The Coronavirus recession has lessened for families with children, the NY Fed finds


TOPLINE

The coronavirus pandemic has put millions of Americans in financial distress, but new research from the Federal Reserve Bank of New York shows that the economic impact is particularly pronounced for households with children.

KEY FACTS

Households with children under 18 living at home are more likely to lose jobs and income: Households have lost their jobs in 12.9% of households with children compared to 9.2% of households without them, the study found.

They were also more likely to pay rent than debt: 19.5% of households with children said they paid a rent, mortgage, car loan, credit card, or student loan, compared to 12.5% ​​of households without.

Families with children are also more likely to rely on external support such as unemployment benefits, food stamps and food banks, and financial support from family and friends.

This relapse is even higher among single, non-white households and low-income neighborhoods, the researchers found.
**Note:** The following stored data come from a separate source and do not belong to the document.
//! `UiFrame`: a thin wrapper around `ratatui::Frame` that clips every draw
//! call to the visible area.
//!
//! Windows can be dragged partly off screen, so the rects handed to widgets
//! regularly overhang the buffer. Routing drawing through `UiFrame` keeps
//! those writes from panicking. To clear an area, render the `Clear` widget
//! through it.
use ratatui::Frame;
use ratatui::buffer::Buffer;
use ratatui::layout::Rect;
use ratatui::style::Style;
use ratatui::widgets::{StatefulWidget, Widget};

pub struct UiFrame<'a> {
    area: Rect,
    buffer: &'a mut Buffer,
}

impl<'a> UiFrame<'a> {
    pub fn new(frame: &'a mut Frame<'_>) -> Self {
        let area = frame.area();
        let buffer = frame.buffer_mut();
        Self { area, buffer }
    }

    /// Construct a `UiFrame` directly from an area and buffer, for tests and
    /// headless rendering.
    pub fn from_parts(area: Rect, buffer: &'a mut Buffer) -> Self {
        Self { area, buffer }
    }

    pub fn area(&self) -> Rect {
        self.area
    }

    pub fn buffer_mut(&mut self) -> &mut Buffer {
        self.buffer
    }

    fn clip_rect(&self, rect: Rect) -> Option<Rect> {
        let clipped = rect.intersection(self.area);
        if clipped.width == 0 || clipped.height == 0 {
            None
        } else {
            Some(clipped)
        }
    }

    pub fn render_widget<W>(&mut self, widget: W, area: Rect)
    where
        W: Widget,
    {
        if let Some(clipped) = self.clip_rect(area) {
            widget.render(clipped, self.buffer);
        }
    }

    pub fn render_stateful_widget<W>(&mut self, widget: W, area: Rect, state: &mut W::State)
    where
        W: StatefulWidget,
    {
        if let Some(clipped) = self.clip_rect(area) {
            widget.render(clipped, self.buffer, state);
        }
    }

    /// Paint every cell of `area` (clipped) with a blank in `style`.
    pub fn fill(&mut self, area: Rect, style: Style) {
        let Some(clipped) = self.clip_rect(area) else {
            return;
        };
        for y in clipped.y..clipped.y.saturating_add(clipped.height) {
            for x in clipped.x..clipped.x.saturating_add(clipped.width) {
                if let Some(cell) = self.buffer.cell_mut((x, y)) {
                    cell.set_symbol(" ");
                    cell.set_style(style);
                }
            }
        }
    }
}

pub(crate) fn rect_contains(rect: Rect, column: u16, row: u16) -> bool {
    column >= rect.x
        && column < rect.x.saturating_add(rect.width)
        && row >= rect.y
        && row < rect.y.saturating_add(rect.height)
}

pub(crate) fn safe_set_string(
    buffer: &mut Buffer,
    bounds: Rect,
    x: u16,
    y: u16,
    text: &str,
    style: Style,
) {
    if bounds.width == 0 || bounds.height == 0 {
        return;
    }
    let max_x = bounds.x.saturating_add(bounds.width);
    let max_y = bounds.y.saturating_add(bounds.height);
    if x < bounds.x || x >= max_x || y < bounds.y || y >= max_y {
        return;
    }
    let available = max_x.saturating_sub(x);
    if available == 0 {
        return;
    }
    let text = truncate_to_width(text, available as usize);
    buffer.set_string(x, y, text, style);
}

pub(crate) fn truncate_to_width(value: &str, width: usize) -> String {
    if value.chars().count() <= width {
        return value.to_string();
    }
    value.chars().take(width).collect()
}

/// `value` cut to `width` columns, with a trailing `…` when anything was
/// dropped.
pub(crate) fn ellipsize(value: &str, width: usize) -> String {
    if value.chars().count() <= width {
        return value.to_string();
    }
    if width == 0 {
        return String::new();
    }
    let mut out: String = value.chars().take(width - 1).collect();
    out.push('…');
    out
}

#[cfg(test)]
mod tests {
    use super::*;

    #[test]
    fn truncate_to_width_short_and_long() {
        assert_eq!(truncate_to_width("abc", 5), "abc");
        assert_eq!(truncate_to_width("abcdef", 3), "abc");
    }

    #[test]
    fn ellipsize_marks_cut_text() {
        assert_eq!(ellipsize("NemeDocs", 8), "NemeDocs");
        assert_eq!(ellipsize("NemeDocs", 5), "Neme…");
        assert_eq!(ellipsize("NemeDocs", 0), "");
    }

    #[test]
    fn rect_contains_is_half_open() {
        let rect = Rect::new(2, 3, 4, 2);
        assert!(rect_contains(rect, 2, 3));
        assert!(rect_contains(rect, 5, 4));
        assert!(!rect_contains(rect, 6, 4));
        assert!(!rect_contains(rect, 2, 5));
        assert!(!rect_contains(Rect::default(), 0, 0));
    }

    #[test]
    fn safe_set_string_writes_within_bounds() {
        let bounds = Rect::new(0, 0, 10, 2);
        let mut buf = Buffer::empty(bounds);
        safe_set_string(&mut buf, bounds, 1, 0, "hello", Style::default());
        assert_eq!(buf.cell((1, 0)).unwrap().symbol(), "h");
        // Out of bounds is ignored rather than panicking.
        safe_set_string(&mut buf, bounds, 100, 0, "x", Style::default());
        safe_set_string(&mut buf, bounds, 8, 1, "clipped", Style::default());
        assert_eq!(buf.cell((9, 1)).unwrap().symbol(), "l");
    }

    #[test]
    fn render_widget_clips_to_frame_area() {
        struct FillWidget;
        impl Widget for FillWidget {
            fn render(self, area: Rect, buf: &mut Buffer) {
                for y in area.y..area.y.saturating_add(area.height) {
                    for x in area.x..area.x.saturating_add(area.width) {
                        if let Some(cell) = buf.cell_mut((x, y)) {
                            cell.set_symbol("A");
                        }
                    }
                }
            }
        }

        let area = Rect::new(0, 0, 5, 3);
        let mut buf = Buffer::empty(area);
        let mut ui = UiFrame::from_parts(area, &mut buf);
        // Overhangs the right edge.
        ui.render_widget(FillWidget, Rect::new(3, 1, 5, 2));
        assert_eq!(buf.cell((3, 1)).unwrap().symbol(), "A");
        assert_eq!(buf.cell((4, 2)).unwrap().symbol(), "A");
        assert_eq!(buf.cell((2, 1)).unwrap().symbol(), " ");
    }

    #[test]
    fn render_stateful_widget_clips_to_frame_area() {
        struct CountCells;
        impl StatefulWidget for CountCells {
            type State = usize;
            fn render(self, area: Rect, _buf: &mut Buffer, state: &mut Self::State) {
                *state = area.area() as usize;
            }
        }

        let area = Rect::new(0, 0, 6, 4);
        let mut buf = Buffer::empty(area);
        let mut ui = UiFrame::from_parts(area, &mut buf);
        let mut cells = 0usize;
        ui.render_stateful_widget(CountCells, Rect::new(1, 2, 4, 4), &mut cells);
        assert_eq!(cells, 8);
    }

    #[test]
    fn fill_ignores_offscreen_rects() {
        let area = Rect::new(0, 0, 3, 3);
        let mut buf = Buffer::empty(area);
        let mut ui = UiFrame::from_parts(area, &mut buf);
        ui.fill(Rect::new(10, 10, 2, 2), Style::default());
        ui.fill(Rect::new(2, 2, 4, 4), Style::default().bg(ratatui::style::Color::Red));
        assert_eq!(buf.cell((2, 2)).unwrap().bg, ratatui::style::Color::Red);
        assert_eq!(buf.cell((1, 1)).unwrap().bg, ratatui::style::Color::Reset);
    }
}
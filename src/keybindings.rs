use std::collections::HashMap;
use std::fmt;

use crossterm::event::{KeyCode, KeyEvent, KeyModifiers};

/// Desktop-level shortcuts. Everything else goes to the login form, the
/// start menu search or the focused window.
#[derive(Debug, Clone, Copy, PartialEq, Eq, Hash, PartialOrd, Ord)]
pub enum Action {
    Quit,
    ToggleStartMenu,
    CancelGesture,
    Logout,
}

impl Action {
    pub const ALL: [Action; 4] = [
        Action::Quit,
        Action::ToggleStartMenu,
        Action::CancelGesture,
        Action::Logout,
    ];
}

impl fmt::Display for Action {
    fn fmt(&self, f: &mut fmt::Formatter<'_>) -> fmt::Result {
        let s = match self {
            Action::Quit => "Quit",
            Action::ToggleStartMenu => "Start menu",
            Action::CancelGesture => "Cancel drag / resize",
            Action::Logout => "Log out",
        };
        write!(f, "{}", s)
    }
}

#[derive(Debug, Clone, PartialEq, Eq)]
pub struct KeyCombo {
    pub code: KeyCode,
    pub mods: KeyModifiers,
}

impl KeyCombo {
    pub fn new(code: KeyCode, mods: KeyModifiers) -> Self {
        Self { code, mods }
    }

    pub fn matches(&self, key: &KeyEvent) -> bool {
        key.code == self.code && key.modifiers == self.mods
    }

    pub fn display(&self) -> String {
        let mut parts = Vec::new();
        if self.mods.contains(KeyModifiers::CONTROL) {
            parts.push("Ctrl".to_string());
        }
        if self.mods.contains(KeyModifiers::SHIFT) {
            parts.push("Shift".to_string());
        }
        if self.mods.contains(KeyModifiers::ALT) {
            parts.push("Alt".to_string());
        }
        let code = match self.code {
            KeyCode::Char(' ') => "Space".to_string(),
            KeyCode::Char(c) => c.to_ascii_uppercase().to_string(),
            KeyCode::Esc => "Esc".to_string(),
            KeyCode::Enter => "Enter".to_string(),
            KeyCode::Tab => "Tab".to_string(),
            KeyCode::F(n) => format!("F{}", n),
            _ => format!("{:?}", self.code),
        };
        parts.push(code);
        parts.join("+")
    }
}

impl fmt::Display for KeyCombo {
    fn fmt(&self, f: &mut fmt::Formatter<'_>) -> fmt::Result {
        write!(f, "{}", self.display())
    }
}

#[derive(Debug, Clone)]
pub struct KeyBindings {
    map: HashMap<Action, Vec<KeyCombo>>,
}

impl Default for KeyBindings {
    fn default() -> Self {
        use Action::*;
        let mut kb = Self::new();
        kb.add(
            Quit,
            KeyCombo::new(KeyCode::Char('q'), KeyModifiers::CONTROL),
        );
        kb.add(ToggleStartMenu, KeyCombo::new(KeyCode::F(1), KeyModifiers::NONE));
        kb.add(
            ToggleStartMenu,
            KeyCombo::new(KeyCode::Char(' '), KeyModifiers::CONTROL),
        );
        kb.add(CancelGesture, KeyCombo::new(KeyCode::Esc, KeyModifiers::NONE));
        kb.add(Logout, KeyCombo::new(KeyCode::F(10), KeyModifiers::NONE));
        kb
    }
}

impl KeyBindings {
    pub fn new() -> Self {
        Self {
            map: HashMap::new(),
        }
    }

    pub fn add(&mut self, action: Action, combo: KeyCombo) {
        self.map.entry(action).or_default().push(combo);
    }

    pub fn matches(&self, action: Action, key: &KeyEvent) -> bool {
        self.map
            .get(&action)
            .is_some_and(|list| list.iter().any(|c| c.matches(key)))
    }

    /// First action, in `Action::ALL` order, bound to `key`.
    pub fn action_for_key(&self, key: &KeyEvent) -> Option<Action> {
        Action::ALL
            .into_iter()
            .find(|action| self.matches(*action, key))
    }

    pub fn help_entries(&self) -> Vec<(Action, Vec<String>)> {
        Action::ALL
            .into_iter()
            .filter_map(|action| {
                let combos = self.combos_for(action);
                (!combos.is_empty()).then_some((action, combos))
            })
            .collect()
    }

    /// Return the display strings for all combos mapped to `action`.
    pub fn combos_for(&self, action: Action) -> Vec<String> {
        self.map
            .get(&action)
            .map(|list| list.iter().map(|c| c.display()).collect())
            .unwrap_or_default()
    }

    /// One-line hint, e.g. `F1 Start menu  Ctrl+Q Quit`.
    pub fn hint_line(&self) -> String {
        self.help_entries()
            .into_iter()
            .filter_map(|(action, combos)| {
                combos
                    .into_iter()
                    .next()
                    .map(|combo| format!("{combo} {action}"))
            })
            .collect::<Vec<_>>()
            .join("  ")
    }
}
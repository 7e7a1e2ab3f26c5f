//! Injectable engine tuning.
//!
//! Everything here used to be a literal buried in calculation code: the
//! deny-list of internal accounts, the per-carrier default rate table, the
//! default lookup weight, and the reversal estimate constants. They are
//! hoisted into one injected struct so callers can override them and tests
//! can pin them.

use std::collections::HashMap;

use rust_decimal::Decimal;

use codledger_core::CurrencyCode;

/// Engine-wide tuning knobs.
#[derive(Debug, Clone)]
pub struct EngineSettings {
    /// Dropshipper emails excluded from every calculation, regardless of
    /// caller-supplied filters. Matched case-insensitively.
    pub denied_accounts: Vec<String>,
    /// Flat default shipping rate per carrier (lowercased carrier name),
    /// used when no rate row matches at all.
    pub carrier_default_rates: HashMap<String, Decimal>,
    /// Default rate for carriers absent from the table above.
    pub global_default_rate: Decimal,
    /// Lookup weight (kg) assumed when a product has no configured weight.
    pub default_weight_kg: Decimal,
    /// Flat shipping estimate used by the reversal estimator when no
    /// payout log entry exists. Heuristic placeholder, not a rate lookup.
    pub reversal_shipping_estimate: Decimal,
    /// Product cost assumed by the reversal estimator, as a fraction of
    /// the COD amount. Heuristic placeholder pending real cost resolution.
    pub reversal_product_cost_fraction: Decimal,
    /// Currency payout summaries are denominated in.
    pub currency: CurrencyCode,
}

impl EngineSettings {
    /// Whether a dropshipper is on the deny-list.
    #[must_use]
    pub fn is_denied(&self, dropshipper: &str) -> bool {
        self.denied_accounts
            .iter()
            .any(|denied| denied.eq_ignore_ascii_case(dropshipper.trim()))
    }

    /// Default shipping rate for a carrier (already-lowercased name).
    #[must_use]
    pub fn carrier_default(&self, carrier_normalized: &str) -> Decimal {
        self.carrier_default_rates
            .get(carrier_normalized)
            .copied()
            .unwrap_or(self.global_default_rate)
    }
}

impl Default for EngineSettings {
    fn default() -> Self {
        let carrier_default_rates = HashMap::from([
            ("delhivery".to_owned(), Decimal::new(45, 0)),
            ("xpressbees".to_owned(), Decimal::new(40, 0)),
            ("shadowfax".to_owned(), Decimal::new(38, 0)),
            ("ecom express".to_owned(), Decimal::new(48, 0)),
            ("bluedart".to_owned(), Decimal::new(70, 0)),
        ]);

        Self {
            denied_accounts: vec![
                "ops@codledger.internal".to_owned(),
                "qa@codledger.internal".to_owned(),
                "demo@codledger.internal".to_owned(),
            ],
            carrier_default_rates,
            global_default_rate: Decimal::new(50, 0),
            default_weight_kg: Decimal::new(5, 1), // 0.5 kg
            reversal_shipping_estimate: Decimal::new(50, 0),
            reversal_product_cost_fraction: Decimal::new(30, 2), // 0.30
            currency: CurrencyCode::INR,
        }
    }
}

#[cfg(test)]
mod tests {
    use super::*;

    #[test]
    fn test_deny_list_case_insensitive() {
        let settings = EngineSettings::default();
        assert!(settings.is_denied("OPS@CodLedger.Internal"));
        assert!(settings.is_denied(" ops@codledger.internal "));
        assert!(!settings.is_denied("seller@example.com"));
    }

    #[test]
    fn test_carrier_default_known() {
        let settings = EngineSettings::default();
        assert_eq!(settings.carrier_default("bluedart"), Decimal::new(70, 0));
    }

    #[test]
    fn test_carrier_default_unknown_uses_global() {
        let settings = EngineSettings::default();
        assert_eq!(
            settings.carrier_default("unknown courier"),
            settings.global_default_rate
        );
    }
}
All of this, of course, is only offset by the added burdens of virtual schooling and closed childcare facilities where working parents and caregivers are forced to do so.

Large number

39%. That is the proportion of households with children that reported income loss, compared to 30.8% of households without.

Crucial quote

“It simply came to our notice then [households with children], and especially those led by a single parent, about food and financial support from social networks, such as government assistance in the form of SNAP and unemployment benefits since the beginning of the COVID-19 pandemic, ‘the researchers wrote. “While a greater reliance on assistance undoubtedly foresees the pandemic, the high rates of loss of employment and income by households with children has clearly increased the importance of such support.”

Key background

Several key benefits of the CARES Act have expired – particularly additional unemployment benefits and eviction protection for certain tenants – but the Trump administration and top Democratic lawmakers are unable to agree on what the next round of federal incentive legislation should look like. The $ 3 trillion Heroes Act, passed by the Democratic-led House in May, included additional support for federal unemployment and food assistance, along with another round of direct incentive payments and emergency pay for essential workers. The Republican-led Senate never passed the bill, although last month it released its own plan – the Heals Act. When Democratic lawmakers and White House policymakers failed to reach a compromise last week, President Trump took executive action over the weekend with respect to improved unemployment benefits, student loans, protection from eviction and a delay in tax service. However, these actions alone are unlikely to be as effective in supporting the economy as congressional legislation.